List all lines of the data that include the string "IndexEntry".
START Stored data
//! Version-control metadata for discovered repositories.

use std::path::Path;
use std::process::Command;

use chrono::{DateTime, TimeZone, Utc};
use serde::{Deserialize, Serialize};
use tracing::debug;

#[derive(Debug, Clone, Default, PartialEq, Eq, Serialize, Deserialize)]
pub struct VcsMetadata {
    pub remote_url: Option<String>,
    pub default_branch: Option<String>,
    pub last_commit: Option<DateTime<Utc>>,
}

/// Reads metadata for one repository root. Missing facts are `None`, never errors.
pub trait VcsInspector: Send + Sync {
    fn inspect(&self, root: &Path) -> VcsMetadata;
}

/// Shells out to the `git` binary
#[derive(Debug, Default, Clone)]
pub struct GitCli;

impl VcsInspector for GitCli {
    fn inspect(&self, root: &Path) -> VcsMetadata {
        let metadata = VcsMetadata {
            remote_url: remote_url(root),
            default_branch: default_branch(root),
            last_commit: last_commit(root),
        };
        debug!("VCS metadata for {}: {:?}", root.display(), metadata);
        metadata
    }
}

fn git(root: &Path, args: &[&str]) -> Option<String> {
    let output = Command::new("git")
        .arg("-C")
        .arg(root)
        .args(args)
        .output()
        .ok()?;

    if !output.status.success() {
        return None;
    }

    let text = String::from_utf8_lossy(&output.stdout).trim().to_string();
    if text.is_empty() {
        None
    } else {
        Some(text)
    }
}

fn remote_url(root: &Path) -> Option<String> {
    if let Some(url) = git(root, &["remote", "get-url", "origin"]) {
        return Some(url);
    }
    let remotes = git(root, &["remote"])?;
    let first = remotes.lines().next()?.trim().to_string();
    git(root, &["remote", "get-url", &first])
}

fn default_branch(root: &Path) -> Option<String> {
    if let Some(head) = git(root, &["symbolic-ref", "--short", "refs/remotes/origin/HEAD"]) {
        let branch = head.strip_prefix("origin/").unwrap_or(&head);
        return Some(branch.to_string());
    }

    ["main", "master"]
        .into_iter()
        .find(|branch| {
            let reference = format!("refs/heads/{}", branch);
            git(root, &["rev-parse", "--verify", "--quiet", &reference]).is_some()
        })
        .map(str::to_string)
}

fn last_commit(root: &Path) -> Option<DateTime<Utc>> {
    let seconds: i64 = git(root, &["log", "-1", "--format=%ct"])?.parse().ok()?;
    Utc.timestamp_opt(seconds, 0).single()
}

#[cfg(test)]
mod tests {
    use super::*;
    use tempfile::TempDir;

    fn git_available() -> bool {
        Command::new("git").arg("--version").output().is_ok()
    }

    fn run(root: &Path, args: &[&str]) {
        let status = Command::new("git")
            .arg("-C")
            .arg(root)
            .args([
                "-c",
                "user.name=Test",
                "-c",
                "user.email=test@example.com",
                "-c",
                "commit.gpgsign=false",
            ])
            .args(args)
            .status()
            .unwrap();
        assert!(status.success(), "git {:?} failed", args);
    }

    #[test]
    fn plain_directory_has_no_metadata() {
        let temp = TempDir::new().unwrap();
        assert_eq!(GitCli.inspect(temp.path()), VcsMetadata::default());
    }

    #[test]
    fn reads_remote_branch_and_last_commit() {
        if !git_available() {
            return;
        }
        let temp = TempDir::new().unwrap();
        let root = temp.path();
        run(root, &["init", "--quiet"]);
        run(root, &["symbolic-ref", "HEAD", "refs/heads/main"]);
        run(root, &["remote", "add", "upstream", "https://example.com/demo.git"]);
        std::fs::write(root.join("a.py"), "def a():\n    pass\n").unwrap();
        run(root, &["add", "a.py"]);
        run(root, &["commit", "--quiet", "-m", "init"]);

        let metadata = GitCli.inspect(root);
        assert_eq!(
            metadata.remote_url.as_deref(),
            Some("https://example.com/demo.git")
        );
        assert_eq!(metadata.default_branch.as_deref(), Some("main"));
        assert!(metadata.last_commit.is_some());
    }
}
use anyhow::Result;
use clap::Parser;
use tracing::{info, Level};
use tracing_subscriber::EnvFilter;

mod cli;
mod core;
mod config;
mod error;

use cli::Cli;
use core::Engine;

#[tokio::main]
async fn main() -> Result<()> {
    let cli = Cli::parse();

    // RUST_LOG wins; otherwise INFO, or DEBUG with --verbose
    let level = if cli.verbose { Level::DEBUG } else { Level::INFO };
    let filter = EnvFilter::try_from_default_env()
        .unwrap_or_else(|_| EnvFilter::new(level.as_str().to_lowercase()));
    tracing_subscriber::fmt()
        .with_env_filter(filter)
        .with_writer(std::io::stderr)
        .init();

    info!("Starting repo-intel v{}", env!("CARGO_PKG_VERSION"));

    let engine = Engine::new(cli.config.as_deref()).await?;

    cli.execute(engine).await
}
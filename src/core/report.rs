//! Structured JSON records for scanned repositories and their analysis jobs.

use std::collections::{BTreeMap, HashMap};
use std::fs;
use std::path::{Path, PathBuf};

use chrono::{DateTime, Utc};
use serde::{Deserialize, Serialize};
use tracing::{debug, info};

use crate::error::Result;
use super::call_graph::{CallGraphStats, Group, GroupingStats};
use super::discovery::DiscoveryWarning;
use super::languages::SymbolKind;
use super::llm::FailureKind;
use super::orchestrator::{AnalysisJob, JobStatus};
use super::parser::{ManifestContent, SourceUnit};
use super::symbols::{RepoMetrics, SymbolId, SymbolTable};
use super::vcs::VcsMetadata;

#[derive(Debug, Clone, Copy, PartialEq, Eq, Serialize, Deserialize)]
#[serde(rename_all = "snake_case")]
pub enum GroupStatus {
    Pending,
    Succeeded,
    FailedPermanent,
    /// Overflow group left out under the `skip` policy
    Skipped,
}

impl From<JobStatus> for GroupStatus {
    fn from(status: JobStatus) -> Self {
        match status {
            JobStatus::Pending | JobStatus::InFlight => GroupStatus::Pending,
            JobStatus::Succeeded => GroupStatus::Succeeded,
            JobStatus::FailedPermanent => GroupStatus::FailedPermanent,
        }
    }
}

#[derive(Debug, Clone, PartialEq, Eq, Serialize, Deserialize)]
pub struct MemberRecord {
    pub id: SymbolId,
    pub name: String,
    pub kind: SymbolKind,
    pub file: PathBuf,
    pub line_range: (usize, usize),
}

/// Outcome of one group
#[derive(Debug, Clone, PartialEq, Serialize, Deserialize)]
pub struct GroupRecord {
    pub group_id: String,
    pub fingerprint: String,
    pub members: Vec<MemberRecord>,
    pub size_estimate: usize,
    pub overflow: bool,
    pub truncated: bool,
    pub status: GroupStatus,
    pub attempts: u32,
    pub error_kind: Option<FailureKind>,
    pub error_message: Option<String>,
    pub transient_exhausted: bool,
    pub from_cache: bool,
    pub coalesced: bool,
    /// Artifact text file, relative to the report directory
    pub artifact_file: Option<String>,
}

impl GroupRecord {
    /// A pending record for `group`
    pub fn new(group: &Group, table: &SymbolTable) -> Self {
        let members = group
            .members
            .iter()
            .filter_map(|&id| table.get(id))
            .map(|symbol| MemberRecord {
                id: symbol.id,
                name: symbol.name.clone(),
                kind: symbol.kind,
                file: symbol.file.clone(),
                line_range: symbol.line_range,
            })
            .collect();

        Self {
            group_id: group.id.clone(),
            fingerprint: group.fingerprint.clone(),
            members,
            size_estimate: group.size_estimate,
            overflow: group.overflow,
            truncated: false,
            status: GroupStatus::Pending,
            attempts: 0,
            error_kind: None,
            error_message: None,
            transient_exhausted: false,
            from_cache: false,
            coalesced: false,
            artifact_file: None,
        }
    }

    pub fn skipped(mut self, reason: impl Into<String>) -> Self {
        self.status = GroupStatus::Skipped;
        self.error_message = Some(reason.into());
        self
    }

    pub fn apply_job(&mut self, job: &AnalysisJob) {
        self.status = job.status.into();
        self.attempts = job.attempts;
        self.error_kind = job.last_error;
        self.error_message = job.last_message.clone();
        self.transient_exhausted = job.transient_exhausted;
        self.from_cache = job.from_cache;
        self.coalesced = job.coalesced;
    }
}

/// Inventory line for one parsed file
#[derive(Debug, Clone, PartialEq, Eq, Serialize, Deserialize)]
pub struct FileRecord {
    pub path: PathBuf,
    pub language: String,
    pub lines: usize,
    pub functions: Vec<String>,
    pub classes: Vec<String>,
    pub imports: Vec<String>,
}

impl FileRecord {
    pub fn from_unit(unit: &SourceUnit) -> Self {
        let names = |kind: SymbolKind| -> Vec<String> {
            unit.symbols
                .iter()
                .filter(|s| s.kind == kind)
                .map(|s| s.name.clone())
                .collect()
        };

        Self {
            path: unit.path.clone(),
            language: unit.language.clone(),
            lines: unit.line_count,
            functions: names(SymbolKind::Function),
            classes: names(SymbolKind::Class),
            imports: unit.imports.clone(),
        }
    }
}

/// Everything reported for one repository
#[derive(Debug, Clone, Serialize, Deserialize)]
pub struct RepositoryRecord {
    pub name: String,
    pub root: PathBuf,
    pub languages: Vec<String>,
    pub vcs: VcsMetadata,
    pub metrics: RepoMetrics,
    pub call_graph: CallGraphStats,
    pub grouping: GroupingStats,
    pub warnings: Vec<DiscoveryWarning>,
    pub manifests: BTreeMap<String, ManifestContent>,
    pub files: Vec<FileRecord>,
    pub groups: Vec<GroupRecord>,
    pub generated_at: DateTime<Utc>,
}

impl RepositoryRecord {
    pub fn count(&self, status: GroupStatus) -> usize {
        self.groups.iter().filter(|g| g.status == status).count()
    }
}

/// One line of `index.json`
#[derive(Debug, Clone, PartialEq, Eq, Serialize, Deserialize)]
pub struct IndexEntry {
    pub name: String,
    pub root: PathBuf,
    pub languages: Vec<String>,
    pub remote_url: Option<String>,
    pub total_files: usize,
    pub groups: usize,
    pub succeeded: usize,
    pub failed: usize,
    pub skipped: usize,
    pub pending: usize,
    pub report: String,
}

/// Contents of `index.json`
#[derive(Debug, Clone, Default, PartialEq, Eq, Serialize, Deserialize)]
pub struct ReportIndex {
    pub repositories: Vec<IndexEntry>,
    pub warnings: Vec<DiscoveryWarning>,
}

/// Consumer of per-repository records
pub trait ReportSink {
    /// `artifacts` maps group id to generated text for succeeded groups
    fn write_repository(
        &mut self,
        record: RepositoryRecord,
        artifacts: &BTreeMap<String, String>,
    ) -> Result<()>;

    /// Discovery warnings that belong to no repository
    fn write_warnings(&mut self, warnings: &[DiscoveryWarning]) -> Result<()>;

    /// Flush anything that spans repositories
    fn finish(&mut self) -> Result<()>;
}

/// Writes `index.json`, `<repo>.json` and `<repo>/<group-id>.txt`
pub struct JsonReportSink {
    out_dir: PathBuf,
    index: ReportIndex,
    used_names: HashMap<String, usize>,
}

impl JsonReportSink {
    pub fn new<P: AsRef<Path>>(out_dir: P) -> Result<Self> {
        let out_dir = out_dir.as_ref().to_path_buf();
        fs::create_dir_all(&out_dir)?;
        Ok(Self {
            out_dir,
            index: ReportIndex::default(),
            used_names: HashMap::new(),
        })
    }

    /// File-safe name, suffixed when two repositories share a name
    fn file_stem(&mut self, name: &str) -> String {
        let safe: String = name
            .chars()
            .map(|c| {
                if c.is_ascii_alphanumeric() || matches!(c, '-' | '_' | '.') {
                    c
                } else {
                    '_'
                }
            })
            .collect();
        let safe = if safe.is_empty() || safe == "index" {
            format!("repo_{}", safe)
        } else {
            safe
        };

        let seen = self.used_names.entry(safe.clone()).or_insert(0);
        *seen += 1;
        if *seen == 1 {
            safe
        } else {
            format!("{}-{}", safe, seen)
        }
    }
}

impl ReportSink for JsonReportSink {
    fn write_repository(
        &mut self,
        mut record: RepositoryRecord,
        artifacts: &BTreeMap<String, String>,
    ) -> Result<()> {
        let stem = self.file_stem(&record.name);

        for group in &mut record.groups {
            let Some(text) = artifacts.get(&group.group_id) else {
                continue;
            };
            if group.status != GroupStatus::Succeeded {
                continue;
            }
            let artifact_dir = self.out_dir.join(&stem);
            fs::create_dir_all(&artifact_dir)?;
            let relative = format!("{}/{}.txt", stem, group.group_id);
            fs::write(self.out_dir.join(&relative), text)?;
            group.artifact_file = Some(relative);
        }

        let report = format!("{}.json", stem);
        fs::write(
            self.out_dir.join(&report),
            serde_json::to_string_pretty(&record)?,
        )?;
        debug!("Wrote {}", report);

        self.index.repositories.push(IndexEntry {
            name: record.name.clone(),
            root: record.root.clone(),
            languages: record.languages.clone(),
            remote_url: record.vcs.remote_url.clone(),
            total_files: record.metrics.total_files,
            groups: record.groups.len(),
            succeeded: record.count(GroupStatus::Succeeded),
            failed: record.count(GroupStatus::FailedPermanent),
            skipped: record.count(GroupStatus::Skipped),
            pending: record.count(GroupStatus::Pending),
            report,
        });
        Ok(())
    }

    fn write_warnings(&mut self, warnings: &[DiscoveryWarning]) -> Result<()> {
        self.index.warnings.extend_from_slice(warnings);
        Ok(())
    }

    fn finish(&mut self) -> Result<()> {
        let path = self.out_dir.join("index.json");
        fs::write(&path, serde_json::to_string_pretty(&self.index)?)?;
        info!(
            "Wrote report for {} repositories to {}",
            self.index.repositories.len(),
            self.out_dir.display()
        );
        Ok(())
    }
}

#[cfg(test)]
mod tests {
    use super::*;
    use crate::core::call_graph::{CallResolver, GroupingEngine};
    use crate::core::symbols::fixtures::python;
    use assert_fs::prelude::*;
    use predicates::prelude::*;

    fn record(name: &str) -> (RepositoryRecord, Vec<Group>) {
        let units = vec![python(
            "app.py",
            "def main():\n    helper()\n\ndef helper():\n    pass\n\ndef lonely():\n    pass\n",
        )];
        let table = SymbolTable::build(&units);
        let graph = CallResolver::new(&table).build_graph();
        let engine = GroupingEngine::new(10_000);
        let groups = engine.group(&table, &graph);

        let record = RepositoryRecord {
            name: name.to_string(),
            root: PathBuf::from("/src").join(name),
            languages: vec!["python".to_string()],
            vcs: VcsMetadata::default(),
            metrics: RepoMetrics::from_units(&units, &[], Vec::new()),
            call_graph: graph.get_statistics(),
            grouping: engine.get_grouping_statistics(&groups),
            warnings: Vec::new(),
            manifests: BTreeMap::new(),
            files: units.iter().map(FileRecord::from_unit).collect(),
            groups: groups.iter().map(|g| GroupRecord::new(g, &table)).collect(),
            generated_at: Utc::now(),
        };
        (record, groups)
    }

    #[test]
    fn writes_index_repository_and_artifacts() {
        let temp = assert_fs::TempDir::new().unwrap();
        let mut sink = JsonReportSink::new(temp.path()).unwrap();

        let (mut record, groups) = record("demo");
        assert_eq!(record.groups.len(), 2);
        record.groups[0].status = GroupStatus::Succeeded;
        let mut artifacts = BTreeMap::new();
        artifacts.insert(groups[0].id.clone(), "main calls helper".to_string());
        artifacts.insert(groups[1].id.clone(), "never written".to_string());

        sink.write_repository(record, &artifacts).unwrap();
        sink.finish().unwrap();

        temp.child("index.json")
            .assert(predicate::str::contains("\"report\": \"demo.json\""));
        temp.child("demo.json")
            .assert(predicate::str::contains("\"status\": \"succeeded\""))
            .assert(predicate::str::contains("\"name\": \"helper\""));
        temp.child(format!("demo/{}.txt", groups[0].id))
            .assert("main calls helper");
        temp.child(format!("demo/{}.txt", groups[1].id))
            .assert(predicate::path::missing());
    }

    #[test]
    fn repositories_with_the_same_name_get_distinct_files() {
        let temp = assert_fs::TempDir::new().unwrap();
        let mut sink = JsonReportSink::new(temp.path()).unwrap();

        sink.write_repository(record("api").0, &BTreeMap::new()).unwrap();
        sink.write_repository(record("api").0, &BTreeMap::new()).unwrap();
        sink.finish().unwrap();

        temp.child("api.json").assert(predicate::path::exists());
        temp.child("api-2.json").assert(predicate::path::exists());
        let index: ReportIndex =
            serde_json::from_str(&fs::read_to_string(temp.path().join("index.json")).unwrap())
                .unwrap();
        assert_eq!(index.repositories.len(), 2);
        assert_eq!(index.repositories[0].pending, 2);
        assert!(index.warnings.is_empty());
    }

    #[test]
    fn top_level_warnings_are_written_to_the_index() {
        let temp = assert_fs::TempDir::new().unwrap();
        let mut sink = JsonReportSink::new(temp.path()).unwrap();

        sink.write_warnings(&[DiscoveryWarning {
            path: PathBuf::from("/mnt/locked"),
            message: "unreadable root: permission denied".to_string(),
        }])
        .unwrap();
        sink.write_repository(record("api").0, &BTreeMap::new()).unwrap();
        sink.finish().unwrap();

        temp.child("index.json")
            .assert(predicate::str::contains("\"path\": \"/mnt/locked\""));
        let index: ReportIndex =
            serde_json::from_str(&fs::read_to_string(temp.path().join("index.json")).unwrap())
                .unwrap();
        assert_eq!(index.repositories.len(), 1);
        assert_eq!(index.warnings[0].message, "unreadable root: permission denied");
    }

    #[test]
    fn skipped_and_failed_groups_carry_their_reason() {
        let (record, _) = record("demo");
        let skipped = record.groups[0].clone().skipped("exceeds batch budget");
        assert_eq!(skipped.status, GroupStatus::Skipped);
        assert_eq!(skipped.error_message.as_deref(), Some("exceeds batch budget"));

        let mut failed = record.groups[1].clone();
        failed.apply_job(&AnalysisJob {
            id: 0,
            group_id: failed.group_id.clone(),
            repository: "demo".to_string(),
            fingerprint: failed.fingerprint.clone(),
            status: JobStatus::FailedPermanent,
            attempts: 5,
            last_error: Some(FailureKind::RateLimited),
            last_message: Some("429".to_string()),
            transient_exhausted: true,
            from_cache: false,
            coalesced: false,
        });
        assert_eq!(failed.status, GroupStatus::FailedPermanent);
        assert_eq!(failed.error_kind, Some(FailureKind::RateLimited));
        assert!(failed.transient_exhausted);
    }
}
END Stored data
Response area:
pub struct IndexEntry {
    pub repositories: Vec<IndexEntry>,
        self.index.repositories.push(IndexEntry {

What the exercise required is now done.